脇役だったのに「異常に出世した」ジャンプキャラ・3選 最弱っぷりは相変わらず?
最初の出番では実力不足で主役級キャラクターにボロ負けする脇役キャラ。しかし、連載が進むうちに、実は強かった・優秀だったことが明らかになると、その評価がグンと爆上がりします(不良が雨の日に捨て犬を拾う姿に胸キュン理論)。実力はメインキャラに劣るけれども、意外な活躍で愛される3人のダークホースを、大ヒット作から取り揃えてみました。
強さ以外が右肩上がりの脇役たち3人

少年マンガには、シリアスなシーンで場を和ませる、主役そっちのけで成り上がる脇役たち=コメディリリーフの存在が重要です。初登場時には小物だったものの、のちに活躍して読者から再評価された3人を、ビッグタイトルからそれぞれ集めてきました。
●『ドラゴンボール』ミスター・サタン
インフレした『ドラゴンボール』の中盤に、“格闘技のチャンピオン”という最序盤のステータスで迷い込んでしまった場違い感あふれるおじさん、それがミスター・サタンという男です。星をも壊せる悟空たちの間に割り込んで、瓦割りやマイクパフォーマンスを決める、セルにワンパンでふっ飛ばされても強がりを続けるなど、その道化っぷりにはベジータさえもが一周回って「バ バカの世界チャンピオンだ………!」と驚くほどです。
そんなギャグキャラとして登場したサタンですが、強くて優しいヒーローだったことが魔人ブウ編で判明。サタンと魔人ブウに懐いた犬がチンピラたちに銃で撃たれた時に、バズーカ相手に素手で立ち向かって勝利しています。
また、魔人ブウを倒すことしか考えていなかった悟空たちに対して、ブウと友だちになって平和的に解決しようとした功績も立派です。その姿を見ていたピッコロは、サタンの娘であるビーデルへ語ります。「力はオレたちにはかなわんかもしれんが やはりおまえの父は誇り高い世界チャンピオンだ……」
サタンは物語のクライマックスでも、世界中の人たちに元気玉への協力を呼びかけて、動けなくなったベジータをとっさに救い出す活躍を見せました。その勇姿に、悟空からも讃えられることになるのです。「おめえはホントに世界の救世主かもな!」
●『ONE PIECE』道化のバギー

「おれは後に”グランドライン”を制し!! 全世界のハデに輝く財宝を全て手中に収める男だ!!!」
これはルフィの「“海賊王”に!!! おれはなるっ!!!!」に並ぶ、”道化のバギー”が放った事実上の海賊王宣言です。
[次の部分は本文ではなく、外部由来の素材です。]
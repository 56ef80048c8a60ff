//! Bounds for the values that identify states and triggers.
//!
//! States and triggers are opaque identifiers: the engine only compares them,
//! hashes them for lookup and renders them for diagnostics.

use std::fmt::Debug;
use std::hash::Hash;

/// Trait for values that identify a state.
///
/// Implemented for every type that is `Clone + Eq + Hash + Debug + 'static`, so
/// enums, strings and integers can be used directly.
///
/// # Example
///
/// ```rust
/// use stateful::core::State;
///
/// fn accepts_state<S: State>(_state: S) {}
///
/// accepts_state("Idle");
/// accepts_state(String::from("Running"));
/// accepts_state(42u32);
/// ```
pub trait State: Clone + Eq + Hash + Debug + 'static {}

impl<S> State for S where S: Clone + Eq + Hash + Debug + 'static {}

/// Trait for values that identify a trigger.
///
/// Same bounds as [`State`]; kept separate so signatures read clearly.
pub trait Trigger: Clone + Eq + Hash + Debug + 'static {}

impl<T> Trigger for T where T: Clone + Eq + Hash + Debug + 'static {}

/// Render a state or trigger for logs and error messages.
pub(crate) fn describe<V: Debug>(value: &V) -> String {
    format!("{value:?}")
}

#[cfg(test)]
mod tests {
    use super::*;

    #[derive(Clone, PartialEq, Eq, Hash, Debug)]
    enum Light {
        Red,
        Green,
    }

    fn is_state<S: State>(_: &S) -> bool {
        true
    }

    fn is_trigger<T: Trigger>(_: &T) -> bool {
        true
    }

    #[test]
    fn plain_enums_are_states_and_triggers() {
        assert!(is_state(&Light::Red));
        assert!(is_trigger(&Light::Green));
    }

    #[test]
    fn strings_and_integers_are_states() {
        assert!(is_state(&"On"));
        assert!(is_state(&String::from("Off")));
        assert!(is_state(&7i64));
        assert!(is_trigger(&' '));
    }

    #[test]
    fn describe_uses_debug_rendering() {
        assert_eq!(describe(&Light::Red), "Red");
        assert_eq!(describe(&"On"), "\"On\"");
        assert_eq!(describe(&3u8), "3");
    }
}
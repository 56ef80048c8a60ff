//! Telephone Call State Machine
//!
//! This example models a phone call with a hold state nested inside the
//! connected state.
//!
//! Key concepts:
//! - Entry and exit actions (the call timer)
//! - Sub-states inheriting triggers from their super-state
//! - Transition callbacks and `Display` for inspection
//!
//! Run with: RUST_LOG=stateful=debug cargo run --example telephone_call

use stateful::{state_enum, StateMachine};
use std::cell::Cell;
use std::rc::Rc;
use std::time::Instant;
use tracing_subscriber::{layer::SubscriberExt, util::SubscriberInitExt};

state_enum! {
    enum Phone {
        OffHook,
        Ringing,
        Connected,
        OnHold,
        PhoneDestroyed,
    }
}

state_enum! {
    enum Call {
        CallDialled,
        HungUp,
        CallConnected,
        LeftMessage,
        PlacedOnHold,
        TakenOffHold,
        PhoneHurledAgainstWall,
    }
}

fn main() -> stateful::Result<()> {
    tracing_subscriber::registry()
        .with(
            tracing_subscriber::EnvFilter::try_from_default_env()
                .unwrap_or_else(|_| "info".into()),
        )
        .with(tracing_subscriber::fmt::layer())
        .init();

    println!("=== Telephone Call State Machine ===\n");

    let started: Rc<Cell<Option<Instant>>> = Rc::default();
    let mut phone = StateMachine::new(Phone::OffHook);

    phone
        .configure(Phone::OffHook)
        .permit(Call::CallDialled, Phone::Ringing)?;

    phone
        .configure(Phone::Ringing)
        .permit(Call::HungUp, Phone::OffHook)?
        .permit(Call::CallConnected, Phone::Connected)?;

    let (start, stop) = (Rc::clone(&started), Rc::clone(&started));
    phone
        .configure(Phone::Connected)
        .on_entry(move |_| {
            start.set(Some(Instant::now()));
            println!("  Call timer started");
        })
        .on_exit(move |_| {
            if let Some(at) = stop.take() {
                println!("  Call timer stopped after {:?}", at.elapsed());
            }
        })
        .permit(Call::LeftMessage, Phone::OffHook)?
        .permit(Call::HungUp, Phone::OffHook)?
        .permit(Call::PlacedOnHold, Phone::OnHold)?;

    phone
        .configure(Phone::OnHold)
        .sub_state_of(Phone::Connected)?
        .permit(Call::TakenOffHold, Phone::Connected)?
        .permit(Call::HungUp, Phone::OffHook)?
        .permit(Call::PhoneHurledAgainstWall, Phone::PhoneDestroyed)?;

    phone.on_transition(|t| {
        println!("  {} -> {} via {}", t.source(), t.destination(), t.trigger());
    });

    println!("{phone}");
    for call in [
        Call::CallDialled,
        Call::CallConnected,
        Call::PlacedOnHold,
        Call::TakenOffHold,
        Call::HungUp,
    ] {
        println!("Firing [{call}]");
        phone.fire(call)?;
        println!("{phone}");
    }

    println!("\nHanging up again is not allowed while off hook:");
    if let Err(err) = phone.fire(Call::HungUp) {
        println!("  {err}");
    }

    println!("\n=== Example Complete ===");
    Ok(())
}
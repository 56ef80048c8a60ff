//! Per-state configuration and the hierarchy algorithms.
//!
//! Every state value the machine has seen owns one `StateRepresentation`
//! inside a `StateGraph`. Representations hold the trigger behaviours and
//! entry/exit actions of their state and answer the hierarchy-aware questions
//! the machine asks while firing: which behaviour handles a trigger, which
//! actions run on entry and exit, and which states include which.

mod action;
mod behaviour;
mod graph;
mod state;

pub(crate) use action::{EntryAction, ExitAction};
pub(crate) use behaviour::{Decision, TriggerBehaviour};
pub(crate) use graph::{StateGraph, StateId};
単行本2巻でルフィとバギーが出会って以降、たびたび再登場してはルフィとの因縁を強く印象づけられたライバルでもあります。
それから幾つもの冒険を経て成長したルフィは、海底大監獄に収監されていたバギーと再会します。ルフィ同様、バギーも強くなっているのでしょうか……弱ーい! 全然小物のままだったーっ!
……と、ここでオチていればただのお笑いキャラですが、ここからがバギーのすごいところ。「てめェらに自由を与えた男の名を言ってみろ!!」と脱獄囚たちに恩を売って“海賊派遣組織・バギーズデリバリー”の下地を作ります。そのまま世界政府らの思惑に乗せられる形で、政府公認海賊の“王下七武海”、次にはグランドラインを支配する“四皇”の一角と、「自分以外の力」でのし上がっていきました。
同じ“四皇”にまで上り詰めたルフィの激闘の歴史とは全く違う、夢の実現への裏街道を大爆走していく“千両道化のバギー”。武力では劣っても、的確な判断、強運、人心掌握術こそがバギーの本物の実力ということでしょう。